# [What the task requires]
In the entries below, find every line with the string "slow" and copy it.

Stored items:
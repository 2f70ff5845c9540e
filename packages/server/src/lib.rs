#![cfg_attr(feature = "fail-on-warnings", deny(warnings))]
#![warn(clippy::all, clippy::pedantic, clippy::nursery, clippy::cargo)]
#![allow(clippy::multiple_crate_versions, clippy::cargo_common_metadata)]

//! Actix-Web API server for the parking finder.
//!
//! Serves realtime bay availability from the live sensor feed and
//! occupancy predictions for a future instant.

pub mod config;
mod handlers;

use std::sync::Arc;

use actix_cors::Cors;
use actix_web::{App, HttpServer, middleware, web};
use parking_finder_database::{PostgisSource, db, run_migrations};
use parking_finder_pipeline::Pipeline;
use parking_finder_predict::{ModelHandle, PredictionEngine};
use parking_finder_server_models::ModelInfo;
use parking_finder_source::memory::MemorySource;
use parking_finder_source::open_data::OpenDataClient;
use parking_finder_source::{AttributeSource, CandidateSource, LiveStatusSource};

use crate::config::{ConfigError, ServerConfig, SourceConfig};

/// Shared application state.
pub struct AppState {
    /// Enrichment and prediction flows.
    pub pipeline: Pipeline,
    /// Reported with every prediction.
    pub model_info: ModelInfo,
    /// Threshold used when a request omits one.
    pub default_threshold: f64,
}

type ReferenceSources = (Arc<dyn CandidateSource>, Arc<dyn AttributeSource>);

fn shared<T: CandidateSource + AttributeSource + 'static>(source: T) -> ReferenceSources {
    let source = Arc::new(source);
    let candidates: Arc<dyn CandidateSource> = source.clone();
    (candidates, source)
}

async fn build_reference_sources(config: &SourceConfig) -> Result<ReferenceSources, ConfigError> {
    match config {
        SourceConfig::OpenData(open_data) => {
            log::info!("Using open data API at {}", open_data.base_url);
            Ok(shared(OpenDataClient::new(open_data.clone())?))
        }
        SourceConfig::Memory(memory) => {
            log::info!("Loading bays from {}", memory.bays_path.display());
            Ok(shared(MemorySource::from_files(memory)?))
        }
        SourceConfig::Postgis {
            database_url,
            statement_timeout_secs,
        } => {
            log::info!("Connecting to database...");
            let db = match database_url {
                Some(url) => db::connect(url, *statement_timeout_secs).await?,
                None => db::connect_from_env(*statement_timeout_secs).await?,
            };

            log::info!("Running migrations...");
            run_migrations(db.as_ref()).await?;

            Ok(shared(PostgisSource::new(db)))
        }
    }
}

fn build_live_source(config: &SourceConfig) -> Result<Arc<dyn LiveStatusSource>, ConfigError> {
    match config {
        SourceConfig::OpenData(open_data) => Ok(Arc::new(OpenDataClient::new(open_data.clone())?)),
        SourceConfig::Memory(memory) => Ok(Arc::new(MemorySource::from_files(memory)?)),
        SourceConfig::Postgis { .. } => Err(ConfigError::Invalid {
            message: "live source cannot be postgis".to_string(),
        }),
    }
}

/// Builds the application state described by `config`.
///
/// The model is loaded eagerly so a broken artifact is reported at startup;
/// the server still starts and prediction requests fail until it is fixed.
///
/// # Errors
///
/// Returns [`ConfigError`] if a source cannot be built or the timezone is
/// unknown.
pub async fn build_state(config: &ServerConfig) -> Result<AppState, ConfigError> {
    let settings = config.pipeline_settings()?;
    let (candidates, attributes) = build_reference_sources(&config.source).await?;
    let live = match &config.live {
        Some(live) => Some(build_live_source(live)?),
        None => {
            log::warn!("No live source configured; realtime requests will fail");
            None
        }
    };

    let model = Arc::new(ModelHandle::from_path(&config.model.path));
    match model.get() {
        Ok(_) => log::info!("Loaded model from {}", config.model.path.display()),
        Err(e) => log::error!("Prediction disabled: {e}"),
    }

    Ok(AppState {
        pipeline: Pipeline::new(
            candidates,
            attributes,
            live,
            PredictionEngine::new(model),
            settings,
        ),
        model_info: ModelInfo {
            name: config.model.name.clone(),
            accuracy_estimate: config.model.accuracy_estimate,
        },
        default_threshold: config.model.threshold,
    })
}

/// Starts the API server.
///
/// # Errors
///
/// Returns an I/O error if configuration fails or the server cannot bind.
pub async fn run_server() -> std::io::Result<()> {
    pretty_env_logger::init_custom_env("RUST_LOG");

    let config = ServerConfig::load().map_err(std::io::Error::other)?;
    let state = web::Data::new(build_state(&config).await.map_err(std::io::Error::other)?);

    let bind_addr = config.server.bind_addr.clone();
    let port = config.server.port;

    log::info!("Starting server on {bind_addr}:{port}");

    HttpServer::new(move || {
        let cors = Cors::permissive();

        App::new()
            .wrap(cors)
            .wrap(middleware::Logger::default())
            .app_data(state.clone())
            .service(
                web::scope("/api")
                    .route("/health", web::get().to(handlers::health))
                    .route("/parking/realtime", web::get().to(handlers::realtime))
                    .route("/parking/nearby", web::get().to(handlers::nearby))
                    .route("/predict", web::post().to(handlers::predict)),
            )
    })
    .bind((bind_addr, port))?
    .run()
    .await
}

--

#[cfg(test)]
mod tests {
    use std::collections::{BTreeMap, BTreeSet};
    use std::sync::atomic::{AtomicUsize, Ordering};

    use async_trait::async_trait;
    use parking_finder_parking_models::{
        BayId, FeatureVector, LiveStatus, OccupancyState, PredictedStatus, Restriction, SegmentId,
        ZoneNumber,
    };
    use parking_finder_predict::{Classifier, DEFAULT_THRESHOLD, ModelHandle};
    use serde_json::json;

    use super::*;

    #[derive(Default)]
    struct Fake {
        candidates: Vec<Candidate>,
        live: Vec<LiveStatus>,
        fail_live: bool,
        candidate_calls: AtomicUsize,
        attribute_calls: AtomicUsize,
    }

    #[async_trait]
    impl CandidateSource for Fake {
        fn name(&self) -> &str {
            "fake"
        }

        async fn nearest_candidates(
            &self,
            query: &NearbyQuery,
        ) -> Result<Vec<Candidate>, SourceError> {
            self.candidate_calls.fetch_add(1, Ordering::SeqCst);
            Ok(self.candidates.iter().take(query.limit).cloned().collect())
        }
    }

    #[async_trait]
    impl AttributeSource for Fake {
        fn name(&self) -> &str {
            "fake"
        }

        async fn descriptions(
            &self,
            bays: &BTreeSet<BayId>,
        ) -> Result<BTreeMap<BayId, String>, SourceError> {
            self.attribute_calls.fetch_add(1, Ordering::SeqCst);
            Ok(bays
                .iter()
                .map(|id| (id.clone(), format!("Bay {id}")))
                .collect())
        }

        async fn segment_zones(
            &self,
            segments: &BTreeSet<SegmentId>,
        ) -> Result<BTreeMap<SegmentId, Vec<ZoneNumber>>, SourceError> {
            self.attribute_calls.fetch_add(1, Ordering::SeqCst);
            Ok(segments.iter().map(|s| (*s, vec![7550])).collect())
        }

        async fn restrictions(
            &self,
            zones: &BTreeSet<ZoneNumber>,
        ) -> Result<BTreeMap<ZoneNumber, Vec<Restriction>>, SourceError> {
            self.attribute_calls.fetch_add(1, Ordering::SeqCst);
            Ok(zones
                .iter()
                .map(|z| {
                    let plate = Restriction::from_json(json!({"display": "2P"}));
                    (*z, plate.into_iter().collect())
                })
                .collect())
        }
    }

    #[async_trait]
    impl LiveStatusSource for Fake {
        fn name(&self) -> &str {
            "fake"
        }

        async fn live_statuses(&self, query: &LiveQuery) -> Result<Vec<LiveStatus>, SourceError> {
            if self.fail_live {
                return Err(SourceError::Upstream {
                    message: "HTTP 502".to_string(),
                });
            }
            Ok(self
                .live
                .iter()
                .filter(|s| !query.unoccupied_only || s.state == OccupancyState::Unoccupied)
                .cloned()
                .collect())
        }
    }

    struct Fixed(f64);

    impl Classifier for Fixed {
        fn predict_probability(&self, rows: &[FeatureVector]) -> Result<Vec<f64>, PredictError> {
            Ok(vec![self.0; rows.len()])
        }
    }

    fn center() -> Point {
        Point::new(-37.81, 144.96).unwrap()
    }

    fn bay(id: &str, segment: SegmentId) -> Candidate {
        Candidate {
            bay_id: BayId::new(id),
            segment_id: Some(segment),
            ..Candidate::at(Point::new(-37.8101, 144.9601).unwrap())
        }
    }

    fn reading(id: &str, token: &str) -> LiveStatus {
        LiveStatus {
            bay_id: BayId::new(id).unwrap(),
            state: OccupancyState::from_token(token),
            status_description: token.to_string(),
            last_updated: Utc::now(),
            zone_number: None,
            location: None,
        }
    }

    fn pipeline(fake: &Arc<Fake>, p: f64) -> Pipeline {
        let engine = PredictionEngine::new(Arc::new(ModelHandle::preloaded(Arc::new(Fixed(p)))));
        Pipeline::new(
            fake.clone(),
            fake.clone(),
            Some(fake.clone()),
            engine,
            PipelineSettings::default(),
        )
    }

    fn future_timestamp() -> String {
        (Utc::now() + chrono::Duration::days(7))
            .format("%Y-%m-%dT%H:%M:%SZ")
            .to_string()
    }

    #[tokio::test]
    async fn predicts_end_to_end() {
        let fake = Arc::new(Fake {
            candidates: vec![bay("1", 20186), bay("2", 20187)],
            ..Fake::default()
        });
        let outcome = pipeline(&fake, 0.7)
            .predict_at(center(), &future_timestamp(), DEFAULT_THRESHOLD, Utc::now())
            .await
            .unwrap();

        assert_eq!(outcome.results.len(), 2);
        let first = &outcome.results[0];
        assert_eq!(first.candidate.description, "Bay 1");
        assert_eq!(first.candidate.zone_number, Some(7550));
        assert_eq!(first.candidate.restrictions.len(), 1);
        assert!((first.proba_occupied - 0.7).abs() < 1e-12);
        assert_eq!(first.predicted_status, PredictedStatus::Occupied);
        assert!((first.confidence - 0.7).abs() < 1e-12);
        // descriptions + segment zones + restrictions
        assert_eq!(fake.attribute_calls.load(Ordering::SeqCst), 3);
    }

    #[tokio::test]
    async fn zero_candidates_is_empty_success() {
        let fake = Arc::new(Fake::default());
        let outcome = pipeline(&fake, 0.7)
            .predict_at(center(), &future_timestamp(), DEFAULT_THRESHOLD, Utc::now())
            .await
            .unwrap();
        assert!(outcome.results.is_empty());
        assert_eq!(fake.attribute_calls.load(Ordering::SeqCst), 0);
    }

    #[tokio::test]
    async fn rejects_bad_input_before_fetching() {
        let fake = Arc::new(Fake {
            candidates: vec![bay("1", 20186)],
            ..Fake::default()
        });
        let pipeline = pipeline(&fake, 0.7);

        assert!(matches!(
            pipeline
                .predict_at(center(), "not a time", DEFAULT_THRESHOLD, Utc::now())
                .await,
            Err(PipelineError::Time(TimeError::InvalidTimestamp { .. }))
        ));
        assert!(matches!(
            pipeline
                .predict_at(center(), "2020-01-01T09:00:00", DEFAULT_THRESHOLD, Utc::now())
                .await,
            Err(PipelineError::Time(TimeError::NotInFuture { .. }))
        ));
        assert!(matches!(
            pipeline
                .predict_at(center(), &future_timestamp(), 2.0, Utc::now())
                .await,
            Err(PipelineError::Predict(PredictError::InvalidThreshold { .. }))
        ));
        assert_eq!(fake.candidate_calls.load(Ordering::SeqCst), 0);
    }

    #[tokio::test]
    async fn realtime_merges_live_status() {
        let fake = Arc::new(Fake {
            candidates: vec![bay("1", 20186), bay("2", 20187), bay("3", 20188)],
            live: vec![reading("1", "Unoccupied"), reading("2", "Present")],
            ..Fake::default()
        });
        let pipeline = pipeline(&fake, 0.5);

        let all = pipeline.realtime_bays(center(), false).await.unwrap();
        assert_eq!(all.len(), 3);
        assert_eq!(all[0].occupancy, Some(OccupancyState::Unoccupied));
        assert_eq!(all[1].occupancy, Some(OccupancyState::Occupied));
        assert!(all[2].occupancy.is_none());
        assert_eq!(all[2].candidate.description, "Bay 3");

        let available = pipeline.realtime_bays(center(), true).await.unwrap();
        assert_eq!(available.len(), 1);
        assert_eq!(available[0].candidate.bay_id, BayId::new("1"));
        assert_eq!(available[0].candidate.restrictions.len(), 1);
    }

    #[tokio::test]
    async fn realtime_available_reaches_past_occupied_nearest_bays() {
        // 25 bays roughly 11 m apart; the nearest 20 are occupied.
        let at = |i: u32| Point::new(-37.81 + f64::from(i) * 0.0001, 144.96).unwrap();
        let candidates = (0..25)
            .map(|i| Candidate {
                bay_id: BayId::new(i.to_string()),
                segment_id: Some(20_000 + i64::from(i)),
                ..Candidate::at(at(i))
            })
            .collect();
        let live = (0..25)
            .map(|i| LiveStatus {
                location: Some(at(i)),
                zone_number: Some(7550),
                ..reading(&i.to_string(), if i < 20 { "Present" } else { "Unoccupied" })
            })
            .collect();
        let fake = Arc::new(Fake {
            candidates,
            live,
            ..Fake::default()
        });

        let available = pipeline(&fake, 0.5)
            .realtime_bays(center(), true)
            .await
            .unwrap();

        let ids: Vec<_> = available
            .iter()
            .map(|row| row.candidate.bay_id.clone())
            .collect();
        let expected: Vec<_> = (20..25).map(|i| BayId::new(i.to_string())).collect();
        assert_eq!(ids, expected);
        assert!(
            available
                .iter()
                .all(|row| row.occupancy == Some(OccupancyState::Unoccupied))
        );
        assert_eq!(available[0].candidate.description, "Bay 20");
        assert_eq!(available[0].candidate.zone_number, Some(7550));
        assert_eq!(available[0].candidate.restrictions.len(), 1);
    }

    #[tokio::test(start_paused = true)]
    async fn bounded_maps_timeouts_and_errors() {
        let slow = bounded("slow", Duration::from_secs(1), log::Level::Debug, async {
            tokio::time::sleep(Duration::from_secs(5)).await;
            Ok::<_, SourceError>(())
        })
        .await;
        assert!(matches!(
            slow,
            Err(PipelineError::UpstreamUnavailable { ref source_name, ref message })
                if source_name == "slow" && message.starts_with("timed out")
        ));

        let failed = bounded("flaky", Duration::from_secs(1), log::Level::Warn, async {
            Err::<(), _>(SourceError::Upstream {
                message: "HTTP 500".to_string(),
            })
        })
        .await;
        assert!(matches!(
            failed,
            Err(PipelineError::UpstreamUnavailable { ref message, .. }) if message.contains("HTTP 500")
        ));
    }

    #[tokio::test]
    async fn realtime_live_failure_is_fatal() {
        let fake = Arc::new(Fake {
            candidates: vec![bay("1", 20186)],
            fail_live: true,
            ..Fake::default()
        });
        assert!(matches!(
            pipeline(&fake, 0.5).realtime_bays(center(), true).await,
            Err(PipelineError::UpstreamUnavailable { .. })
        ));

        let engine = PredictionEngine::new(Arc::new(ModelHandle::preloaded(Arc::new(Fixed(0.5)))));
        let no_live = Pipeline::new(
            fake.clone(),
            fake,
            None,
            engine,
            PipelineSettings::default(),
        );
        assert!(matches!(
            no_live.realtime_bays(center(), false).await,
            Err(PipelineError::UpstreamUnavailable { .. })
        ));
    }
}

--

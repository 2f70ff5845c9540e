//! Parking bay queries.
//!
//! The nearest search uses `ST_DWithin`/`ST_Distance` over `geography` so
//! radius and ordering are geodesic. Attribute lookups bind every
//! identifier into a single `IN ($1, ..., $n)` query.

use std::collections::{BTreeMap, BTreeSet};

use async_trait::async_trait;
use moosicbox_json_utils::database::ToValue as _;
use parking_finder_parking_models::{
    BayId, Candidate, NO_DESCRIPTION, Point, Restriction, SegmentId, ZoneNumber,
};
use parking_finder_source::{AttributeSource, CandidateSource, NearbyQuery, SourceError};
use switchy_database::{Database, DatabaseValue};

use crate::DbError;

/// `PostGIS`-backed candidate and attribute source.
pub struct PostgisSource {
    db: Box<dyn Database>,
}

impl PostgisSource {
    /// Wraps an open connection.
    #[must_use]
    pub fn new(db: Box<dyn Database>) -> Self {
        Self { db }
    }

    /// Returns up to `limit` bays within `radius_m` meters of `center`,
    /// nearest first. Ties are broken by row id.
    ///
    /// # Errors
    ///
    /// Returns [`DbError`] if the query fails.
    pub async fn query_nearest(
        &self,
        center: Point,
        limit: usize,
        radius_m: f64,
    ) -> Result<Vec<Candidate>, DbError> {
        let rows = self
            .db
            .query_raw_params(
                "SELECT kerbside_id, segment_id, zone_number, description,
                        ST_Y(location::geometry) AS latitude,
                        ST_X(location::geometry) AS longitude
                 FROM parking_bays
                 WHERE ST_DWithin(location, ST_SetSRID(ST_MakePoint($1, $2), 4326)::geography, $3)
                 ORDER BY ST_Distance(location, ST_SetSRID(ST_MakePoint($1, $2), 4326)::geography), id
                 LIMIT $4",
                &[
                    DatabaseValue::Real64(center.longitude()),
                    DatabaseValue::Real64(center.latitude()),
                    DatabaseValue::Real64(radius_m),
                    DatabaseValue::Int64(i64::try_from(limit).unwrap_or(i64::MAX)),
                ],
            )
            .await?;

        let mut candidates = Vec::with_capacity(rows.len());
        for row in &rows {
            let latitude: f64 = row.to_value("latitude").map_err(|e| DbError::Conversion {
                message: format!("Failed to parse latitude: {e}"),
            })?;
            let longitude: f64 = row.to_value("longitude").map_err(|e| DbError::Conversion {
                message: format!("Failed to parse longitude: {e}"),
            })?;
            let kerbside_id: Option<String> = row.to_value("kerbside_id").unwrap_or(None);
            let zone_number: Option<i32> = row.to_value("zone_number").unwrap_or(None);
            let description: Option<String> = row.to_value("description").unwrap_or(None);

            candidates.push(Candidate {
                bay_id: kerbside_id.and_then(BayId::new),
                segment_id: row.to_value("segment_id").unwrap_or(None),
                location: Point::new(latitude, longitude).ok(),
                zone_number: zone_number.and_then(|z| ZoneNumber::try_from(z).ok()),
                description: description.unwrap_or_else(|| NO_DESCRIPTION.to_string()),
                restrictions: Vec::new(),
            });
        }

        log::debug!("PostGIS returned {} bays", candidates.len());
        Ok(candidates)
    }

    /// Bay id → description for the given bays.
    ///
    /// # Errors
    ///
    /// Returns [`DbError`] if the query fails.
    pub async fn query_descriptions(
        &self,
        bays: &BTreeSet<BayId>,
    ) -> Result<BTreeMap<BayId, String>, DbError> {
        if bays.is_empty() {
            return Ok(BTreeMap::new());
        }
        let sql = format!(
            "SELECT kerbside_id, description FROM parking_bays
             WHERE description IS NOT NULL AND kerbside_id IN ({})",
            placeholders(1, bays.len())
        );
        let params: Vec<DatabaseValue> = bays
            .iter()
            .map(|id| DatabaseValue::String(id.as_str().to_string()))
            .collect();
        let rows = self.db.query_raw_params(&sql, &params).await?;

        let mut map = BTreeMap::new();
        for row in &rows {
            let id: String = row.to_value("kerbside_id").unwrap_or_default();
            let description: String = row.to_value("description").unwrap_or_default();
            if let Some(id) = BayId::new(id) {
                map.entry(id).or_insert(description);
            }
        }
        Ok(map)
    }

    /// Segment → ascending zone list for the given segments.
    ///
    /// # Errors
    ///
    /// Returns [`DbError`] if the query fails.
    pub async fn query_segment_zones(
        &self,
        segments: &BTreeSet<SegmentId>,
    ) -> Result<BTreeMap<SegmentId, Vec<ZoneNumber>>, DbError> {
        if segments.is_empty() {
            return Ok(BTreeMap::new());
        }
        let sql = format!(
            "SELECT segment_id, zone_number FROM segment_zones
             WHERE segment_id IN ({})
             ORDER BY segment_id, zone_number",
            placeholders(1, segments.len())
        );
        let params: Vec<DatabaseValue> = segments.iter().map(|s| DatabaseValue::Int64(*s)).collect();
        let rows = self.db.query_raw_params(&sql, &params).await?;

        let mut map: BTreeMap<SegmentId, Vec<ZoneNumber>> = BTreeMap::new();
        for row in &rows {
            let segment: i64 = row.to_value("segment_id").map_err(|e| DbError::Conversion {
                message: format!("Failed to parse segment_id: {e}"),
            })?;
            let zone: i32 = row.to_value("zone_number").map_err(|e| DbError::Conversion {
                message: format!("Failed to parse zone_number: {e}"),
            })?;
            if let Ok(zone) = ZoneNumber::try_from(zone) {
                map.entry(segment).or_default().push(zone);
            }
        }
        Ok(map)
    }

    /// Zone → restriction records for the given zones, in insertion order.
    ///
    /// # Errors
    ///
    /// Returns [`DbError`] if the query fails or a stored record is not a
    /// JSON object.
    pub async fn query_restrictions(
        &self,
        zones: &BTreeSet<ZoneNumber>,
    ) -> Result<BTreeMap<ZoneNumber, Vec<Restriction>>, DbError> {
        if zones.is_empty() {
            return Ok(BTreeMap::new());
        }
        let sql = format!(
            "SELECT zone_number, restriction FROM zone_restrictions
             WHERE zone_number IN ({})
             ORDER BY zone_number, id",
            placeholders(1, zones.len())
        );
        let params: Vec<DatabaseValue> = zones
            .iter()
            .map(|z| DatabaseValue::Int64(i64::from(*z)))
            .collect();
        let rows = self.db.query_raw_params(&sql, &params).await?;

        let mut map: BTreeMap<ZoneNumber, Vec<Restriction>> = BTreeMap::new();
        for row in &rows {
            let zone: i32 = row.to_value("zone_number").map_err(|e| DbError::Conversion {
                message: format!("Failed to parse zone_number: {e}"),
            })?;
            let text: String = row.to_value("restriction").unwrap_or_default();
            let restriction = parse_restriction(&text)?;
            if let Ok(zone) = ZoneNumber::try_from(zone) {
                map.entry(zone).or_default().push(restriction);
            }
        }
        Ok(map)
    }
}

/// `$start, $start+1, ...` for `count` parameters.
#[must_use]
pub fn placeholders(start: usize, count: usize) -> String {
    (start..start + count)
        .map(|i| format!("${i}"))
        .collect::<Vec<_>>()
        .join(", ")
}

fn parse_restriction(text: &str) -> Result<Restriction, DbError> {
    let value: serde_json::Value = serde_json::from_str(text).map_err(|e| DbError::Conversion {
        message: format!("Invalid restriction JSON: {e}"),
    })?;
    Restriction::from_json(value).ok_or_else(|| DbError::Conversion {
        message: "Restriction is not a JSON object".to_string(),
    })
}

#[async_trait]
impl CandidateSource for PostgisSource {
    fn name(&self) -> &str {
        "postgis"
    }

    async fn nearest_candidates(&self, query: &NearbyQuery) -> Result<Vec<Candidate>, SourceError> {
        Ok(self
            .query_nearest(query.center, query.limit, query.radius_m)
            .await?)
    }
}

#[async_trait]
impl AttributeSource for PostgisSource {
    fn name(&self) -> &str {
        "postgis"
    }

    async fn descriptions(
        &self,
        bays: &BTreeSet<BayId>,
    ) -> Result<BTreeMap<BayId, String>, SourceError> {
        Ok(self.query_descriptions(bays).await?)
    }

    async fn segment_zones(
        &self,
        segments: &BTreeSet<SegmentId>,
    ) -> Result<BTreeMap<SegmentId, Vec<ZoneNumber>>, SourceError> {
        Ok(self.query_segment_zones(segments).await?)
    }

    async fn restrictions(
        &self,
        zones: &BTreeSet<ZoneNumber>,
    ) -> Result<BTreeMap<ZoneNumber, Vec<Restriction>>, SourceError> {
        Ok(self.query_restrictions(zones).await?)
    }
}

# [Solved exercise]
        let slow = bounded("slow", Duration::from_secs(1), log::Level::Debug, async {
            slow,
                if source_name == "slow" && message.starts_with("timed out")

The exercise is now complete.